Header Ads

5 Cara Menghindari Godaan Utang

 


Saat ini semakin mudah menemukan penyedia jasa utang di sekitar kita. Jika dulu untuk berutang kita mesti bertandang ke bank atau koperasi, saat ini semakin banyak pilihan di depan mata: lembaga pembiayaan, pinjaman P2P, kartu kredit belum termasuk fitur-fitur dari fintech sejenis paylater dan lain-lain.

Fenomena ini membuat godaan berutang terus muncul pada setiap kesempatan. Barangnya dimiliki duluan bayarnya bisa diangsur belakangan.

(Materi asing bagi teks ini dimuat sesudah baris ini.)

//! Safety checks on the output path.
//!
//! The pipeline overwrites its output file; these checks make sure that file
//! can never be the source dataset.

use anyhow::{bail, Result};
use std::path::Path;

/// Validates that an output path is safe to overwrite.
///
/// Checks:
/// - Output must carry the required extension (e.g. "json")
/// - Output cannot be the same as any of the provided source paths
pub fn validate_output_path(
    output: &Path,
    required_extension: &str,
    source_paths: &[&Path],
) -> Result<()> {
    let extension = output.extension().and_then(|e| e.to_str()).unwrap_or("");

    if !extension.eq_ignore_ascii_case(required_extension) {
        bail!(
            "Safety check failed: output file '{}' must have a .{} extension",
            output.display(),
            required_extension
        );
    }

    for source in source_paths {
        let same = output == *source
            || matches!(
                (output.canonicalize(), source.canonicalize()),
                (Ok(a), Ok(b)) if a == b
            );
        if same {
            bail!(
                "Safety check failed: output '{}' cannot be the same as source '{}'",
                output.display(),
                source.display()
            );
        }
    }

    Ok(())
}

#[cfg(test)]
mod tests {
    use super::*;
    use std::path::PathBuf;

    #[test]
    fn test_valid_output() {
        let output = PathBuf::from("/tmp/dataset_final.json");
        let source = PathBuf::from("/data/dataset.csv");
        assert!(validate_output_path(&output, "json", &[&source]).is_ok());
    }

    #[test]
    fn test_wrong_extension() {
        let output = PathBuf::from("/tmp/dataset.csv");
        let source = PathBuf::from("/data/other.csv");
        let result = validate_output_path(&output, "json", &[&source]);
        assert!(result
            .unwrap_err()
            .to_string()
            .contains("must have a .json extension"));
    }

    #[test]
    fn test_output_equals_source() {
        let path = PathBuf::from("/data/dataset.json");
        let result = validate_output_path(&path, "json", &[&path]);
        assert!(result
            .unwrap_err()
            .to_string()
            .contains("cannot be the same as source"));
    }

    #[test]
    fn test_output_equals_source_via_relative_path() {
        let dir = tempfile::tempdir().unwrap();
        let source = dir.path().join("tracks.json");
        std::fs::write(&source, "[]").unwrap();
        let aliased = dir.path().join(".").join("tracks.json");
        assert!(validate_output_path(&aliased, "json", &[&source]).is_err());
    }
}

Terus, ada yang salah? Tidak juga. Karena utang merupakan bagian dari manajemen keuangan pribadi/keluarga. Ada sejumlah kebutuhan yang tidak bisa dipenuhi secara tunai karena harganya cukup tinggi seperti properti atau kendaraan. Jadi utang atau kredit menjadi salah satu solusi memenuhi kebutuhan tersebut.

Tapi sama dengan komponen manajemen keuangan yang lain, tanpa perencanaan yang baik utang bisa berbalik membuat kita ditimpa kesulitan. Apalagi jika berutang dilakukan secara serampangan.

Oleh karena itu harus bijak menyikapi kesempatan berutang yang hadir di depan mata. Berikut 5 Cara yang bisa kita lakukan untuk menghindari godaan utang khususnya pada hal-hal yang sebenarnya tidak kita perlukan atau bisa diantisipasi sebelumnya.

 

Kenali Need dan Want

Bedakan mana kebutuhan dan mana keinginan. Ini adalah nasihat keuangan yang klasik tapi masih tetap aktual sampai hari ini. Kebutuhan adalah hal-hal yang bersifat esensial untuk menunjang kehidupan kita, sedangkan keinginan adalah hal-hal tambahan yang jika diabaikan sekalipun hidup kita masih bisa berjalan sebagaimana mestinya.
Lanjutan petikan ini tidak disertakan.